They shook their heads. “We come on temporary visa, ten-month,” said Maria Toro.

“How long have you worked for the Harlows?” Justine asked, surprised.

“Twelve years,” Anita said.

“Eight,” said the cook.

“Four,” said the maid.

“And they never offered to sponsor you to try to get citizenship?” Justine was beginning to doubt the Harlows’ public personas in a big way.

Anita began to cry again, shaking her head. “No, they no do this for us.”

“Did you ask?”

They all nodded. “But Mr. Thom say they already bring in the children, it is difficult to get more through
la Migra
with them as sponsors,” Maria Toro said.

“But he can get you the ten-month work visas?”

“This is not a problem, I think,” Jacinta said.

Justine didn’t know what to make of all of this. On its face, the fact that the Harlows were willing to get the women work visas but not green cards seemed lame, and counter to the Harlows’ reputation. But then again, she wasn’t at all well versed in current US immigration laws, quotas and such.

Anita wiped at her eyes, said, “You can help us?”

“Yes, of course,” Justine said. “Anything—” Her phone chimed again. “Hold on a second.”

She dug the phone from her purse and saw that she’d received a photo from Sci. She opened the file, looked at the group picture, read the text that accompanied it: “Do you know who the young woman front row center is?”
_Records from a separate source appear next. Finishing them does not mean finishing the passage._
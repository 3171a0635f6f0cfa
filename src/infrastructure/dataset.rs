//! Decoding of the static dataset assets
//!
//! User rows arrive either as a JSON array of objects or as the legacy CSV export with
//! one-hot interest columns. Both are normalised into the same field map before being
//! validated into [`UserRecord`]s, so the two formats accept exactly the same values.
//! Row numbers in errors are zero-based positions in the source collection.

use crate::config::DataSettings;
use crate::domain::config_types::{AssetPath, DataFormat};
use crate::domain::interests::{Interest, InterestSet};
use crate::domain::network::NetworkDocument;
use crate::domain::population::Population;
use crate::domain::quiz::{GameStatement, StatementBank};
use crate::domain::types::{
    Age, ChildrenStatus, EducationLevel, Height, Occupation, RecordId, RelationshipGoal,
    SwipeCount, UsageFrequency,
};
use crate::domain::user::{Gender, UserRecord};
use crate::error::{Error, Result};
use crate::infrastructure::assets::AssetSource;
use crate::infrastructure::log_messages::loading;
use serde::{Deserialize, Serialize};
use serde_json::{Map, Value};
use std::collections::BTreeMap;
use tracing::{debug, info, warn};

type Row = Map<String, Value>;

/// Decodes the JSON user array
pub fn parse_users_json(bytes: &[u8]) -> Result<Vec<UserRecord>> {
    let rows: Vec<Row> = serde_json::from_slice(bytes)?;
    let records = rows
        .iter()
        .enumerate()
        .map(|(index, row)| decode_row(index, row))
        .collect::<Result<Vec<_>>>()?;
    debug!(records = records.len(), format = "json", "{}", loading::RECORDS_DECODED);
    Ok(records)
}

/// Decodes the legacy CSV export
pub fn parse_users_csv(bytes: &[u8]) -> Result<Vec<UserRecord>> {
    let mut reader = csv::ReaderBuilder::new()
        .trim(csv::Trim::All)
        .from_reader(bytes);
    let headers = reader.headers()?.clone();
    let mut records = Vec::new();
    for (index, result) in reader.records().enumerate() {
        let fields = result?;
        let row: Row = headers
            .iter()
            .zip(fields.iter())
            .filter(|(_, value)| !value.is_empty())
            .map(|(header, value)| (header.to_string(), Value::String(value.to_string())))
            .collect();
        records.push(decode_row(index, &row)?);
    }
    debug!(records = records.len(), format = "csv", "{}", loading::RECORDS_DECODED);
    Ok(records)
}

fn decode_row(index: usize, row: &Row) -> Result<UserRecord> {
    let id = match row.get("user_id") {
        Some(value) => {
            let id = number(index, "user_id", value)?;
            if id < 0.0 || id.fract() != 0.0 || id > f64::from(u32::MAX) {
                return Err(Error::invalid_record(index, format!("invalid user_id {id}")));
            }
            id as u32
        }
        None => u32::try_from(index)
            .map_err(|_| Error::invalid_record(index, "row index exceeds id range"))?,
    };

    let age = number(index, "age", required(index, row, "age")?)?;
    let age = Age::from_source(age)
        .ok_or_else(|| Error::invalid_record(index, format!("age {age} outside 18..=120")))?;

    let gender = decode_gender(index, required(index, row, "gender")?)?;

    let height = number(index, "height", required(index, row, "height")?)?;
    let height = Height::try_new(height)
        .map_err(|e| Error::invalid_record(index, format!("height: {e}")))?;

    let goal = row
        .get("looking_for")
        .or_else(|| row.get("goal"))
        .ok_or_else(|| Error::invalid_record(index, "missing field looking_for"))?;
    let goal = RelationshipGoal::try_new(text(goal))
        .map_err(|e| Error::invalid_record(index, format!("looking_for: {e}")))?;

    let children = match row.get("children").map(text) {
        Some(children) if !children.trim().is_empty() => Some(
            ChildrenStatus::try_new(children)
                .map_err(|e| Error::invalid_record(index, format!("children: {e}")))?,
        ),
        _ => None,
    };

    let education_level =
        EducationLevel::try_new(row.get("education_level").map(text).unwrap_or_default())
            .map_err(|e| Error::invalid_record(index, format!("education_level: {e}")))?;
    let occupation = Occupation::try_new(row.get("occupation").map(text).unwrap_or_default())
        .map_err(|e| Error::invalid_record(index, format!("occupation: {e}")))?;

    let swiping_history = match row.get("swiping_history") {
        Some(value) => SwipeCount::try_new(number(index, "swiping_history", value)?)
            .map_err(|e| Error::invalid_record(index, format!("swiping_history: {e}")))?,
        None => SwipeCount::zero(),
    };

    let usage_frequency = UsageFrequency::try_new(text(required(
        index,
        row,
        "usage_frequency",
    )?))
    .map_err(|e| Error::invalid_record(index, format!("usage_frequency: {e}")))?;

    Ok(UserRecord {
        id: RecordId::new(id),
        age,
        gender,
        height,
        goal,
        children,
        education_level,
        occupation,
        swiping_history,
        usage_frequency,
        interests: decode_interests(index, row)?,
    })
}

fn required<'a>(index: usize, row: &'a Row, field: &str) -> Result<&'a Value> {
    row.get(field)
        .filter(|value| !value.is_null())
        .ok_or_else(|| Error::invalid_record(index, format!("missing field {field}")))
}

fn number(index: usize, field: &str, value: &Value) -> Result<f64> {
    let parsed = match value {
        Value::Number(n) => n.as_f64(),
        Value::String(s) => s.trim().parse::<f64>().ok(),
        _ => None,
    };
    parsed
        .filter(|n| n.is_finite())
        .ok_or_else(|| Error::invalid_record(index, format!("{field} is not a number")))
}

fn text(value: &Value) -> String {
    match value {
        Value::String(s) => s.clone(),
        Value::Null => String::new(),
        other => other.to_string(),
    }
}

/// Numeric codes decode as `0` = male and anything else = female; text labels parse
fn decode_gender(index: usize, value: &Value) -> Result<Gender> {
    if let Ok(code) = number(index, "gender", value) {
        let (gender, expected) = Gender::from_code(code);
        if !expected {
            warn!(row = index, code, "{}", loading::UNEXPECTED_GENDER_CODE);
        }
        return Ok(gender);
    }
    text(value)
        .parse::<Gender>()
        .map_err(|e| Error::invalid_record(index, e))
}

/// Interests from an `interests` array and/or one-hot columns named after each tag
fn decode_interests(index: usize, row: &Row) -> Result<InterestSet> {
    let mut interests = InterestSet::empty();

    match row.get("interests") {
        None | Some(Value::Null) => {}
        Some(Value::Array(tags)) => {
            for tag in tags {
                let tag = text(tag);
                match tag.parse::<Interest>() {
                    Ok(interest) => {
                        interests.insert(interest);
                    }
                    Err(_) => {
                        debug!(row = index, tag = %tag, "{}", loading::UNKNOWN_INTEREST_DROPPED)
                    }
                }
            }
        }
        Some(_) => {
            return Err(Error::invalid_record(index, "interests is not an array"));
        }
    }

    for interest in Interest::ALL {
        if let Some(value) = row.get(interest.as_str()) {
            if number(index, interest.as_str(), value)? == 1.0 {
                interests.insert(interest);
            }
        }
    }
    Ok(interests)
}

/// One precomputed aggregate: a bare count or a count with a gender split
#[derive(Debug, Clone, PartialEq, Eq, Serialize, Deserialize)]
#[serde(untagged)]
pub enum AggregateEntry {
    Count(u64),
    Split {
        count: u64,
        #[serde(rename = "byGender", default, skip_serializing_if = "Option::is_none")]
        by_gender: Option<BTreeMap<String, u64>>,
    },
}

impl AggregateEntry {
    pub fn count(&self) -> u64 {
        match self {
            AggregateEntry::Count(count) | AggregateEntry::Split { count, .. } => *count,
        }
    }

    pub fn by_gender(&self) -> Option<&BTreeMap<String, u64>> {
        match self {
            AggregateEntry::Count(_) => None,
            AggregateEntry::Split { by_gender, .. } => by_gender.as_ref(),
        }
    }
}

/// A chart-ready `(label, count)` row
#[derive(Debug, Clone, PartialEq, Eq, Serialize)]
pub struct LabelCount {
    pub label: String,
    pub count: u64,
    #[serde(rename = "byGender", skip_serializing_if = "Option::is_none")]
    pub by_gender: Option<BTreeMap<String, u64>>,
}

/// Contents of `aggregates.json`
///
/// Labels are kept in sorted order.
#[derive(Debug, Clone, PartialEq, Eq, Default, Serialize, Deserialize)]
pub struct PrecomputedAggregates {
    #[serde(default, skip_serializing_if = "Option::is_none")]
    pub age_distribution: Option<BTreeMap<String, AggregateEntry>>,
    #[serde(default, skip_serializing_if = "Option::is_none")]
    pub relationship_goals: Option<BTreeMap<String, AggregateEntry>>,
    #[serde(default, skip_serializing_if = "Option::is_none")]
    pub interest_distribution: Option<BTreeMap<String, AggregateEntry>>,
}

impl PrecomputedAggregates {
    pub fn parse(bytes: &[u8]) -> Result<Self> {
        Ok(serde_json::from_slice(bytes)?)
    }

    pub fn relationship_goals_rows(&self) -> Vec<LabelCount> {
        rows(self.relationship_goals.as_ref())
    }

    pub fn age_distribution_rows(&self) -> Vec<LabelCount> {
        rows(self.age_distribution.as_ref())
    }

    pub fn interest_distribution_rows(&self) -> Vec<LabelCount> {
        rows(self.interest_distribution.as_ref())
    }
}

fn rows(section: Option<&BTreeMap<String, AggregateEntry>>) -> Vec<LabelCount> {
    section
        .map(|entries| {
            entries
                .iter()
                .map(|(label, entry)| LabelCount {
                    label: label.clone(),
                    count: entry.count(),
                    by_gender: entry.by_gender().cloned(),
                })
                .collect()
        })
        .unwrap_or_default()
}

pub fn parse_network(bytes: &[u8]) -> Result<NetworkDocument> {
    Ok(serde_json::from_slice(bytes)?)
}

pub fn parse_statements(bytes: &[u8]) -> Result<StatementBank> {
    let statements: Vec<GameStatement> = serde_json::from_slice(bytes)?;
    StatementBank::new(statements)
}

/// Decodes `interests.json`, dropping tags outside the vocabulary
pub fn parse_interests(bytes: &[u8]) -> Result<Vec<Interest>> {
    let tags: Vec<String> = serde_json::from_slice(bytes)?;
    Ok(tags
        .iter()
        .filter_map(|tag| match tag.parse::<Interest>() {
            Ok(interest) => Some(interest),
            Err(_) => {
                debug!(tag = %tag, "{}", loading::UNKNOWN_INTEREST_DROPPED);
                None
            }
        })
        .collect())
}

/// Loads the user records in the configured format
pub async fn load_population(source: &dyn AssetSource, data: &DataSettings) -> Result<Population> {
    let records = match data.format {
        DataFormat::Json => parse_users_json(&source.fetch(&data.users_path).await?)?,
        DataFormat::Csv => parse_users_csv(&source.fetch(&data.csv_path).await?)?,
    };
    info!(records = records.len(), format = %data.format, "{}", loading::RECORDS_DECODED);
    Ok(Population::new(records))
}

pub async fn load_aggregates(
    source: &dyn AssetSource,
    asset: &AssetPath,
) -> Result<PrecomputedAggregates> {
    PrecomputedAggregates::parse(&source.fetch(asset).await?)
}

pub async fn load_network(source: &dyn AssetSource, asset: &AssetPath) -> Result<NetworkDocument> {
    parse_network(&source.fetch(asset).await?)
}

/// The configured statement table, or the built-in one when none is configured
pub async fn load_statements(
    source: &dyn AssetSource,
    asset: Option<&AssetPath>,
) -> Result<StatementBank> {
    match asset {
        Some(asset) => parse_statements(&source.fetch(asset).await?),
        None => {
            debug!("{}", loading::USING_BUILT_IN_STATEMENTS);
            Ok(StatementBank::built_in())
        }
    }
}

pub async fn load_interests(source: &dyn AssetSource, asset: &AssetPath) -> Result<Vec<Interest>> {
    parse_interests(&source.fetch(asset).await?)
}
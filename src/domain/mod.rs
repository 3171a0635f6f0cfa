//! Domain types and analytics for swipe_stats
//!
//! This module contains the population model and every derived view over it:
//! grouped summaries, the interest co-occurrence graph, profile matching, profile
//! browsing and the statistics quiz. Values are validated once at the loading
//! boundary and trusted afterwards.

pub mod aggregation;
pub mod avatar;
pub mod config_types;
pub mod constants;
pub mod explorer;
pub mod interests;
pub mod matching;
pub mod network;
pub mod population;
pub mod quiz;
pub mod test_data;
pub mod types;
pub mod user;

pub use aggregation::{DashboardSummary, SummaryCache};
pub use interests::{Interest, InterestSet};
pub use matching::{MatchCriteria, MatchReport, ProfileMatcher, QueryProfile};
pub use network::{InterestGraph, NetworkDocument, NetworkOptions};
pub use population::Population;
pub use user::*;
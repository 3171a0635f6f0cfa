//! The immutable record collection every analytics view reads from

use crate::domain::user::{Gender, UserRecord};
use serde::{Deserialize, Serialize};
use sha2::{Digest, Sha256};
use std::fmt;
use std::sync::Arc;

/// SHA-256 content hash of a population, used as a memoization key
#[derive(Debug, Clone, PartialEq, Eq, Hash, Serialize, Deserialize)]
pub struct PopulationFingerprint(String);

impl PopulationFingerprint {
    fn of(records: &[UserRecord]) -> Self {
        let mut hasher = Sha256::new();
        hasher.update((records.len() as u64).to_le_bytes());
        for record in records {
            hasher.update(record.id.into_inner().to_le_bytes());
            hasher.update([record.age.into_inner()]);
            hasher.update([match record.gender {
                Gender::Male => 0u8,
                Gender::Female => 1u8,
            }]);
            hasher.update(record.height.into_inner().to_bits().to_le_bytes());
            update_str(&mut hasher, record.goal.as_ref());
            update_str(
                &mut hasher,
                record.children.as_ref().map(|c| c.as_ref()).unwrap_or(""),
            );
            update_str(&mut hasher, record.education_level.as_ref());
            update_str(&mut hasher, record.occupation.as_ref());
            hasher.update(record.swiping_history.into_inner().to_bits().to_le_bytes());
            update_str(&mut hasher, record.usage_frequency.as_ref());
            for interest in record.interests.iter() {
                hasher.update([interest.index() as u8]);
            }
            hasher.update([0xff]);
        }
        Self(hex::encode(hasher.finalize()))
    }

    pub fn as_str(&self) -> &str {
        &self.0
    }
}

impl fmt::Display for PopulationFingerprint {
    fn fmt(&self, f: &mut fmt::Formatter<'_>) -> fmt::Result {
        write!(f, "{}", &self.0)
    }
}

// Length-prefixed so adjacent fields cannot run together.
fn update_str(hasher: &mut Sha256, value: &str) {
    hasher.update((value.len() as u64).to_le_bytes());
    hasher.update(value.as_bytes());
}

/// A loaded, read-only collection of records
///
/// Cheap to clone; clones share the same records and fingerprint.
#[derive(Debug, Clone)]
pub struct Population {
    records: Arc<[UserRecord]>,
    fingerprint: PopulationFingerprint,
}

impl Population {
    pub fn new(records: Vec<UserRecord>) -> Self {
        let fingerprint = PopulationFingerprint::of(&records);
        Self {
            records: records.into(),
            fingerprint,
        }
    }

    pub fn records(&self) -> &[UserRecord] {
        &self.records
    }

    pub fn len(&self) -> usize {
        self.records.len()
    }

    pub fn is_empty(&self) -> bool {
        self.records.is_empty()
    }

    pub fn fingerprint(&self) -> &PopulationFingerprint {
        &self.fingerprint
    }
}

impl From<Vec<UserRecord>> for Population {
    fn from(records: Vec<UserRecord>) -> Self {
        Self::new(records)
    }
}
//! Interest popularity over the fixed vocabulary

use crate::domain::aggregation::GenderSplit;
use crate::domain::interests::Interest;
use crate::domain::user::UserRecord;
use serde::Serialize;

#[derive(Debug, Clone, PartialEq, Eq, Serialize)]
pub struct InterestCount {
    pub interest: Interest,
    #[serde(flatten)]
    pub counts: GenderSplit,
}

/// Holders of each vocabulary tag, most popular first
///
/// Equal totals keep vocabulary order, so the output does not depend on record order.
pub fn interest_distribution(records: &[UserRecord]) -> Vec<InterestCount> {
    let mut counts = [GenderSplit::default(); Interest::COUNT];
    for record in records {
        for interest in record.interests.iter() {
            counts[interest.index()].record(record.gender);
        }
    }
    let mut rows: Vec<InterestCount> = Interest::ALL
        .into_iter()
        .zip(counts)
        .map(|(interest, counts)| InterestCount { interest, counts })
        .collect();
    rows.sort_by(|a, b| b.counts.total().cmp(&a.counts.total()));
    rows
}
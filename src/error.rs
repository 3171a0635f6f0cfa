use thiserror::Error;

/// swipe_stats error types
#[derive(Error, Debug)]
pub enum Error {
    #[error("Configuration error: {0}")]
    Config(#[from] config::ConfigError),

    #[error("Serialization error: {0}")]
    Serialization(#[from] serde_json::Error),

    #[error("CSV error: {0}")]
    Csv(#[from] csv::Error),

    #[error("IO error: {0}")]
    Io(#[from] std::io::Error),

    #[error("Invalid record at row {row}: {reason}")]
    InvalidRecord { row: usize, reason: String },

    #[error("Invalid input: {field}")]
    InvalidInput { field: String },

    #[error("Population is empty")]
    EmptyPopulation,

    #[error("Statement table is empty")]
    EmptyStatementTable,

    #[error("Invalid state transition: {0}")]
    InvalidStateTransition(String),

    #[error("Fetch of {asset} failed: {message}")]
    FetchFailed { asset: String, message: String },

    #[error("Fetch cancelled: {0}")]
    Cancelled(String),
}

impl Error {
    pub fn invalid_record(row: usize, reason: impl Into<String>) -> Self {
        Self::InvalidRecord {
            row,
            reason: reason.into(),
        }
    }

    pub fn invalid_input(field: impl Into<String>) -> Self {
        Self::InvalidInput {
            field: field.into(),
        }
    }

    pub fn cancelled(asset: impl Into<String>) -> Self {
        Self::Cancelled(asset.into())
    }
}

pub type Result<T> = std::result::Result<T, Error>;
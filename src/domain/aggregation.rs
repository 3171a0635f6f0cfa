//! Grouped summaries derived from the record collection
//!
//! Every summary here is a pure function of the records it is given: nothing is stored
//! between calls, and calling twice on the same records yields identical output. Callers
//! that want reuse go through [`cache::SummaryCache`].

pub mod age;
pub mod cache;
pub mod gender_split;
pub mod goals;
pub mod interest_counts;
pub mod usage;

pub use age::{age_distribution, AgeBand, AgeBucket};
pub use cache::SummaryCache;
pub use gender_split::GenderSplit;
pub use goals::{relationship_goals, GoalCount};
pub use interest_counts::{interest_distribution, InterestCount};
pub use usage::{usage_patterns, UsagePattern};

use crate::domain::user::UserRecord;
use serde::Serialize;
use std::collections::HashMap;
use std::hash::Hash;

/// All four dashboard summaries over one population
#[derive(Debug, Clone, PartialEq, Serialize)]
pub struct DashboardSummary {
    pub total_records: usize,
    pub age_distribution: Vec<AgeBucket>,
    pub relationship_goals: Vec<GoalCount>,
    pub interest_distribution: Vec<InterestCount>,
    pub usage_patterns: Vec<UsagePattern>,
}

impl DashboardSummary {
    pub fn from_records(records: &[UserRecord]) -> Self {
        Self {
            total_records: records.len(),
            age_distribution: age_distribution(records),
            relationship_goals: relationship_goals(records),
            interest_distribution: interest_distribution(records),
            usage_patterns: usage_patterns(records),
        }
    }
}

/// Groups records by a derived key, keeping groups in first-seen order
pub(crate) fn group_in_first_seen_order<'a, K, F>(
    records: &'a [UserRecord],
    key: F,
) -> Vec<(K, Vec<&'a UserRecord>)>
where
    K: Eq + Hash + Clone,
    F: Fn(&UserRecord) -> K,
{
    let mut positions: HashMap<K, usize> = HashMap::new();
    let mut groups: Vec<(K, Vec<&UserRecord>)> = Vec::new();
    for record in records {
        let k = key(record);
        match positions.get(&k) {
            Some(&position) => groups[position].1.push(record),
            None => {
                positions.insert(k.clone(), groups.len());
                groups.push((k, vec![record]));
            }
        }
    }
    groups
}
Justine frowned, zoomed in on the woman, a girl, really. Gorgeous. But no, she didn’t recognize her at all. She was about to text back “Negative” when she had a different idea.

“Do you know this girl with the Harlows?” she asked, turning the phone to show the three women.

Maria Toro reached out, took the phone, studied the picture, and shook her head. She handed it to Anita, who looked at the photo with great suspicion but then said, “I no know her.”

“Jacinta?” Justine asked.

The young maid took the phone, glanced at it, hesitated, then shook her head. She walked it back to Justine, who said, “For a second there, you thought you knew her?”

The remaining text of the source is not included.